Hayatın gayesi ve şükür
Soru: Hayatın gayesi nedir ve şükrü nasıl eda edilir?
Üstad Hazretleri Lem’alar’da, kâinatın gayesinin hayat, hayatın gayesinin de şükür olduğunu ve bunun aksine, hayatın gayesini, “Rahatça yaşamak; gafletle lezzet peşinden koşmak ve heveskârâne nimetlenmektir.” şeklinde tarif edenlerin hayat hakikatine karşı küfrân-ı nimette bulunduklarını ifade eder.[1] Mektubat’ta da, hilkatin en yüksek gâyesi ve fıtratın en yüce neticesinin iman-ı billâh olduğunu belirtir. O, şöyle der: “Kat’iyen bil ki, hilkatin en yüksek gayesi ve fıtratın en yüce neticesi, iman-ı billâhtır.. Ve insaniyetin en âli mertebesi ve beşeriyetin en büyük makamı, iman-ı billâh içindeki mârifetullah.. Cin ve insin en parlak saadeti ve en tatlı nimeti, o mârifetullah içindeki muhabbetullahtır.. Ve ruh-u beşer için en hâlis sürur ve kalb-i insan için en sâfi sevinç, o muhabbetullah içindeki lezzet-i ruhaniyedir.”[2] Ayrıca burada, Üstad’ın daha farklı bir yaklaşımla, ruh meselesini anlatırken ifade buyurmuş olduğu şu formülü ifade etmenin de yerinde olacağını düşünüyorum: “Varlığın süzülmüş hulâsası hayat, hayatın süzülmüş hulâsası ruh, onun (ruhun) süzülmüş hulâsası da şuurdur.”[3] Üstad Hazretleri daha sonra buradan hareketle ruh mekanizması içerisinde önemli bir latife-i Rabbâniye olan vicdan mekanizması üzerinde durur. Bunun yanında o, değişik yerlerde daha başka makamları da nazara verir. Mesela, bir yerde iman-ı billâh, mârifetullah ve muhabbetullah hâl ve keyfiyetlerini anlatır ve bize ait kulluğun aksâmı plânında çok önemli olan hususları, bir yandan mebde, diğer yandan da netice ve gâye itibariyle ele alır ve âdeta bir sistemin farklı parçalarını bir bir tahlil eder.[4]
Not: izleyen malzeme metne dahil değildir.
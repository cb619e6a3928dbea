//! Vehicle type lookup table and the per-siding vehicle mapping.
//!
//! All variants are always compiled in.  Behaviour that differs per type is
//! expressed as data (`spacing`, `label`), never as trait objects.

use std::fmt;

/// The kind of vehicle a siding dispatches.
///
/// The first variant (`Minecart`) is the fallback whenever persisted data
/// names an unknown type.
#[derive(Copy, Clone, PartialEq, Eq, Hash, Debug, Default)]
#[cfg_attr(feature = "serde", derive(serde::Serialize, serde::Deserialize))]
#[cfg_attr(feature = "serde", serde(rename_all = "snake_case"))]
pub enum VehicleType {
    #[default]
    Minecart,
    LightRail,
    Metro,
    Commuter,
    HighSpeed,
}

impl VehicleType {
    /// Every type in enumeration order.  Indices into this slice are the
    /// `type_index` used by field updates and replicas.
    pub const ALL: [VehicleType; 5] = [
        VehicleType::Minecart,
        VehicleType::LightRail,
        VehicleType::Metro,
        VehicleType::Commuter,
        VehicleType::HighSpeed,
    ];

    /// Track length one car occupies, in blocks.
    pub fn spacing(self) -> u32 {
        match self {
            VehicleType::Minecart  => 1,
            VehicleType::LightRail => 20,
            VehicleType::Metro     => 25,
            VehicleType::Commuter  => 25,
            VehicleType::HighSpeed => 26,
        }
    }

    pub fn as_str(self) -> &'static str {
        match self {
            VehicleType::Minecart  => "minecart",
            VehicleType::LightRail => "light_rail",
            VehicleType::Metro     => "metro",
            VehicleType::Commuter  => "commuter",
            VehicleType::HighSpeed => "high_speed",
        }
    }

    /// Position in [`VehicleType::ALL`].
    pub fn index(self) -> u32 {
        VehicleType::ALL
            .iter()
            .position(|&t| t == self)
            .map_or(0, |i| i as u32)
    }

    /// Look up by index; `None` if out of range.
    pub fn from_index(index: u32) -> Option<VehicleType> {
        VehicleType::ALL.get(index as usize).copied()
    }

    /// Look up by label, case-insensitively.
    pub fn from_name(name: &str) -> Option<VehicleType> {
        let name = name.trim();
        VehicleType::ALL
            .into_iter()
            .find(|t| t.as_str().eq_ignore_ascii_case(name))
    }

    /// Look up by index, falling back to the first type.
    pub fn from_index_or_default(index: u32) -> VehicleType {
        Self::from_index(index).unwrap_or_default()
    }

    /// Look up by label, falling back to the first type.
    pub fn from_name_or_default(name: &str) -> VehicleType {
        Self::from_name(name).unwrap_or_default()
    }
}

impl fmt::Display for VehicleType {
    fn fmt(&self, f: &mut fmt::Formatter<'_>) -> fmt::Result {
        f.write_str(self.as_str())
    }
}

// ── VehicleMapping ────────────────────────────────────────────────────────────

/// The vehicle type assigned to a siding plus an application-defined custom
/// identifier (e.g. a livery or resource-pack key).
#[derive(Clone, PartialEq, Eq, Debug, Default)]
#[cfg_attr(feature = "serde", derive(serde::Serialize, serde::Deserialize))]
pub struct VehicleMapping {
    pub custom_id:    String,
    pub vehicle_type: VehicleType,
}

impl VehicleMapping {
    pub fn new(custom_id: impl Into<String>, vehicle_type: VehicleType) -> Self {
        Self { custom_id: custom_id.into(), vehicle_type }
    }

    #[inline]
    pub fn spacing(&self) -> u32 {
        self.vehicle_type.spacing()
    }

    /// Number of cars that fit on a siding of `rail_length` blocks.
    pub fn car_count(&self, rail_length: f32) -> u32 {
        let cars = (rail_length / self.spacing() as f32).floor();
        if cars.is_finite() && cars > 0.0 { cars as u32 } else { 0 }
    }
}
Hayatın gayesi ile alâkalı şu hususun da bilinmesinde fayda mülâhaza ediyorum. Allah (celle celâluhu) bize hayatı bahşetmiş, bu hayatı şuurla derinleştirmiş ve buutlaştırmış olduğuna göre bu bizim, zîşuur bir kanun-u emrîye mazhariyetimizi gösterir. Bu da, Allah tarafından bizde, kavrayabilen, değerlendiren, hükme varan bir muhakeme ve mantığın varlığı demektir. Öyleyse meseleye şöyle-böyle aklî yaklaşsak da burada, meknî, müphem, mutlak bir ubûdiyet esası çıkarmak mümkündür. Bununla beraber vazife-i ubûdiyetin Allah’a karşı şükür olduğu da bilinen bir gerçek ve o, bu şekliyle de hayatın gayesi sayılmaktadır.
Şükür, umumî mânâsı olan bir kelime. Klasik kitaplarda şükrün nevileri çerçevesinde kavlî, fiilî ve hâlî şekillerinin olduğu üzerinde durulmuştur. Vâkıa, bunlara fikrî şükürü eklemek de mümkündür. Evet, insanın kafasında sürekli olarak topyekûn varlık ve insanlığın mazhariyetlerini düşünmesi, bütün bunlar Cenâb-ı Hakk’ın nimetleri olması itibariyle fikrî birer şükürdür. Bunları, yer yer diline dolayıp tekrar etmesi kavlî şükür; diliyle söyleyip ibadet ü taatle mukabelede bulunması fiilî bir şükür ve bütün bu hususları sürekli vicdanında duyup yaşaması ve bu duyuşlarını tavırlarıyla ifade etmesi de hâlî bir şükürdür.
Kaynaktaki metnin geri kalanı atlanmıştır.